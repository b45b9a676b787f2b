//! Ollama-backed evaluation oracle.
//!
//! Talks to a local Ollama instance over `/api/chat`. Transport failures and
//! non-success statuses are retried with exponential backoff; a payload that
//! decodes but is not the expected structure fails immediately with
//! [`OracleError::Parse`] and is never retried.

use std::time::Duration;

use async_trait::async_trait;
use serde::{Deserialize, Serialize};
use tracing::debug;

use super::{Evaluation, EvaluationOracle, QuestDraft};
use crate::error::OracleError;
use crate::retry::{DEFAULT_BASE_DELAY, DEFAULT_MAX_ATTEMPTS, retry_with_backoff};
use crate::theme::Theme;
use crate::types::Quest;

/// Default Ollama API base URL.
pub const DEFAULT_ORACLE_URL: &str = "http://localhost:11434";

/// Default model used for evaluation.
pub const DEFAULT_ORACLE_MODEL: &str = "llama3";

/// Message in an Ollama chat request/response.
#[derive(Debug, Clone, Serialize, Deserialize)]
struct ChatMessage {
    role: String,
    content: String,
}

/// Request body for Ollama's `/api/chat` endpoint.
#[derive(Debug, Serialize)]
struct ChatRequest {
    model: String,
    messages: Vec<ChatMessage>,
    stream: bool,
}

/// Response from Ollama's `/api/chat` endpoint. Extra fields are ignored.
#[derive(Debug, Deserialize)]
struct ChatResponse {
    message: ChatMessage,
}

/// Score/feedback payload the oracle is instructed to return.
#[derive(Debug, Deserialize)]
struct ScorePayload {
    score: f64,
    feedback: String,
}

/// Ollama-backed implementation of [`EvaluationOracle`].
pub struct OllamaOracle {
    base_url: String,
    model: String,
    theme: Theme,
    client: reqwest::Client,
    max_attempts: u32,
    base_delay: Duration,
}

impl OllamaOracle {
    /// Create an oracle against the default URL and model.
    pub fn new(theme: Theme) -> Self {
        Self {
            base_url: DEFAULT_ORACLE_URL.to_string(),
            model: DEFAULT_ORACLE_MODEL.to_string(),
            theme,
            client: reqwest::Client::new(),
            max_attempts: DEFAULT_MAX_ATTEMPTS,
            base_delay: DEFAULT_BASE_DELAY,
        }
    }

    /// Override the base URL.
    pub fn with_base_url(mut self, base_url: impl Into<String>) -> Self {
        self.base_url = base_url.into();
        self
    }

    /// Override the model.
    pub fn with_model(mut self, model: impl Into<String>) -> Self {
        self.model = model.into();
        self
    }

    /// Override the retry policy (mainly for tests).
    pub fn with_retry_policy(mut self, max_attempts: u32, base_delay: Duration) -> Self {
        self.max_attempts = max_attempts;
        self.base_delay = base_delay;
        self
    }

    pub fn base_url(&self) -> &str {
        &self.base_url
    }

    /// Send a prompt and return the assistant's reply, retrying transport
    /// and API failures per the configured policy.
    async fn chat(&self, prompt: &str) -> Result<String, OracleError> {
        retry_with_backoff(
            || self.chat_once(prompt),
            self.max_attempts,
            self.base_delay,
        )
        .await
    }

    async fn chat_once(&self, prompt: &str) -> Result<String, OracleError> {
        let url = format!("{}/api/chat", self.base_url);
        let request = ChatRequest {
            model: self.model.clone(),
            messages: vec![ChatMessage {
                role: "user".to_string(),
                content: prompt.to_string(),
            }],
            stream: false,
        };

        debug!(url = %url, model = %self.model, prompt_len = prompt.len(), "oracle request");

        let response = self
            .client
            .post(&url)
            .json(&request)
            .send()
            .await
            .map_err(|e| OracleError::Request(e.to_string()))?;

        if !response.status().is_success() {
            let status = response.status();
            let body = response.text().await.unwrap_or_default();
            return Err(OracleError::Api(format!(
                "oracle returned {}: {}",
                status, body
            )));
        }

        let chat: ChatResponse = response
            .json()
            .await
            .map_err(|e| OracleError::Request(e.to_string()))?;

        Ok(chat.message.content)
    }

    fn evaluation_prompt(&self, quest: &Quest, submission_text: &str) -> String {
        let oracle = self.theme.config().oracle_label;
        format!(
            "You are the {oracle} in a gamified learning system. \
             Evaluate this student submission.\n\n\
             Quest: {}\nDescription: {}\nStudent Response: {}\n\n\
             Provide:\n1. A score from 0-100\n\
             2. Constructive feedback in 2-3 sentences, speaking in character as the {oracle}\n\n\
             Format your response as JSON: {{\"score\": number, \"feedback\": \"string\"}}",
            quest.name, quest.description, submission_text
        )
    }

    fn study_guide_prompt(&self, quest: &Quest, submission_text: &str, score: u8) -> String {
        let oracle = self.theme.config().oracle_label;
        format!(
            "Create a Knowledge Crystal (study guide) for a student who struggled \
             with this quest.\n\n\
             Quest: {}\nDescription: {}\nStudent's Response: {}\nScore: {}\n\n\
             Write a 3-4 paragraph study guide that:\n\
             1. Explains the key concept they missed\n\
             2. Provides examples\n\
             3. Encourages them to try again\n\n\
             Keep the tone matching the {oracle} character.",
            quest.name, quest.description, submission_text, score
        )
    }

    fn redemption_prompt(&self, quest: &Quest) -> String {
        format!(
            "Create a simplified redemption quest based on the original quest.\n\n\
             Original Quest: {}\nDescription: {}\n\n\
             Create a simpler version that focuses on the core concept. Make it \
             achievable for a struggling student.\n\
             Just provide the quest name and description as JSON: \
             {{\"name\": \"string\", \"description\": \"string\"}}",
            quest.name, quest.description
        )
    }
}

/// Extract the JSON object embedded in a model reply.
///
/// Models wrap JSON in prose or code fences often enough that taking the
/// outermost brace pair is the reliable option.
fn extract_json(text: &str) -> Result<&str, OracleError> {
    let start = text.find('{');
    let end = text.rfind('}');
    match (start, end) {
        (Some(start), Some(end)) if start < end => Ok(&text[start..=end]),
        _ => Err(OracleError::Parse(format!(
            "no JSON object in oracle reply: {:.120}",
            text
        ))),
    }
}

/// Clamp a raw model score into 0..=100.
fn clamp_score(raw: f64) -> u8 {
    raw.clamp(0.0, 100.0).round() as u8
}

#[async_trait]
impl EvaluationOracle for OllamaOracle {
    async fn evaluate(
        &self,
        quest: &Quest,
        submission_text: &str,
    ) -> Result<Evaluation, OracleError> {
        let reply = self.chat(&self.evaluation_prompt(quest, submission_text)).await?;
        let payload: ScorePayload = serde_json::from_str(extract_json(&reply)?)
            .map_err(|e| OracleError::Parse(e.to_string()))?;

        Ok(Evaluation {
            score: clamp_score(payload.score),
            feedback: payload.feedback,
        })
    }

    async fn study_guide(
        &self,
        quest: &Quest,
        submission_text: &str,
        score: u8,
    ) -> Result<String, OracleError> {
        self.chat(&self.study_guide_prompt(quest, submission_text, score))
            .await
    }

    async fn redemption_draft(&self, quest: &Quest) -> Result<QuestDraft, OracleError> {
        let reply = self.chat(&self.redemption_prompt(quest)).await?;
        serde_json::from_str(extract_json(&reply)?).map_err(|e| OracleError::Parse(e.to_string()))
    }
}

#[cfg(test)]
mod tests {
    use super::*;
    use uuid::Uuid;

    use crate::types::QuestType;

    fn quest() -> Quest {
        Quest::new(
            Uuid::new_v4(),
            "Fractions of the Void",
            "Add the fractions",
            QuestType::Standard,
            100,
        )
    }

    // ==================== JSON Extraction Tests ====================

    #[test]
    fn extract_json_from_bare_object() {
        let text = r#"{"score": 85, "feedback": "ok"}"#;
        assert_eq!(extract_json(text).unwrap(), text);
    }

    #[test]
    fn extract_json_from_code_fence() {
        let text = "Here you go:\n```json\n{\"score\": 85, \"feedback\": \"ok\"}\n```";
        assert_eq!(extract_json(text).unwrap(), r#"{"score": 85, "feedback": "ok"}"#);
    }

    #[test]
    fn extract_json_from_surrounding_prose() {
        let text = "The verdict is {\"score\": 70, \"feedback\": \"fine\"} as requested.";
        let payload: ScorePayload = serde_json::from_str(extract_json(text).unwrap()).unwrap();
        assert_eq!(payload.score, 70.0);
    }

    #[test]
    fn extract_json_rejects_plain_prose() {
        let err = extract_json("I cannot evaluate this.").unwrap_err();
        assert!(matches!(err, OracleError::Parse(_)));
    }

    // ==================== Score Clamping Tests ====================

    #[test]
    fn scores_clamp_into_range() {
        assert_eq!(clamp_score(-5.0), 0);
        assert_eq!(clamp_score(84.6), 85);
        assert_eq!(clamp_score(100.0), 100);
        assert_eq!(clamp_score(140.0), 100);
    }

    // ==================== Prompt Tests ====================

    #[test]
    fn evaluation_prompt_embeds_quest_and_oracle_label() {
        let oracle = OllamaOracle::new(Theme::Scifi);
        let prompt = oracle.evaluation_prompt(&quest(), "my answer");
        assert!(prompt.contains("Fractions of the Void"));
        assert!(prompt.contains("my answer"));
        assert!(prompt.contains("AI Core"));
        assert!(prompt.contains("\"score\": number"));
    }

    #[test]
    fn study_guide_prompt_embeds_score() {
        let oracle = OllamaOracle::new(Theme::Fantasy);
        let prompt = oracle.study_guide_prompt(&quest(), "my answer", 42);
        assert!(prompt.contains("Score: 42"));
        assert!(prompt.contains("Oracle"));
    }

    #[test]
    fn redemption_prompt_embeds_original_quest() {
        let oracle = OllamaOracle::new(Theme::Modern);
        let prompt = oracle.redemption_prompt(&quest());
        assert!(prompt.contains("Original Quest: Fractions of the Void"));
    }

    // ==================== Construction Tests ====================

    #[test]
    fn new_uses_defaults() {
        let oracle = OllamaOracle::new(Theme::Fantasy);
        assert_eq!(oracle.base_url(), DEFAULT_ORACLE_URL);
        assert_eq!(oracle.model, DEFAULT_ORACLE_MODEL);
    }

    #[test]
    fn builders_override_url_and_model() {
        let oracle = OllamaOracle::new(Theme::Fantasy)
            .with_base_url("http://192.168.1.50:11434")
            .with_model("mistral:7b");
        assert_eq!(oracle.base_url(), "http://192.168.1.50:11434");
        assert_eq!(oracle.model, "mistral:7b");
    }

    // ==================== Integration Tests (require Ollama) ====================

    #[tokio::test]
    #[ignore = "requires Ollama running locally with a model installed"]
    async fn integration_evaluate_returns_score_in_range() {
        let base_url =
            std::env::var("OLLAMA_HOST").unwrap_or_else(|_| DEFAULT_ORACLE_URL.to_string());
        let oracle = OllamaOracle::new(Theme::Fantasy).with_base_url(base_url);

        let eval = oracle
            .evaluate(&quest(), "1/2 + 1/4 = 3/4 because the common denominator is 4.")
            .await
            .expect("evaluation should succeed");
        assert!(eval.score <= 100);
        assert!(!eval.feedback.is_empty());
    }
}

* * *

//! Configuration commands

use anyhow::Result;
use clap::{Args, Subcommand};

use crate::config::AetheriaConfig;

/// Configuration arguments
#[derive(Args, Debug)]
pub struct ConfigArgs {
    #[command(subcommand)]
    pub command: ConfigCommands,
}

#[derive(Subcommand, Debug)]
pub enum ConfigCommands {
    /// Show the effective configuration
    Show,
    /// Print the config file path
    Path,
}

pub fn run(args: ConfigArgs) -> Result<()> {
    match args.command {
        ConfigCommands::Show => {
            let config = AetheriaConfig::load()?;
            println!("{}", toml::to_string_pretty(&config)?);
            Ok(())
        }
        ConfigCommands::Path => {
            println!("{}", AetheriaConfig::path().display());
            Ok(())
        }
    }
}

- **WHAT YOU NEED TO DO**:
List every line above that contains the word "OllamaOracle".

- **YOUR SOLUTION**:
pub struct OllamaOracle {
impl OllamaOracle {
impl EvaluationOracle for OllamaOracle {
        let oracle = OllamaOracle::new(Theme::Scifi);
        let oracle = OllamaOracle::new(Theme::Fantasy);
        let oracle = OllamaOracle::new(Theme::Modern);
        let oracle = OllamaOracle::new(Theme::Fantasy);
        let oracle = OllamaOracle::new(Theme::Fantasy)
        let oracle = OllamaOracle::new(Theme::Fantasy).with_base_url(base_url);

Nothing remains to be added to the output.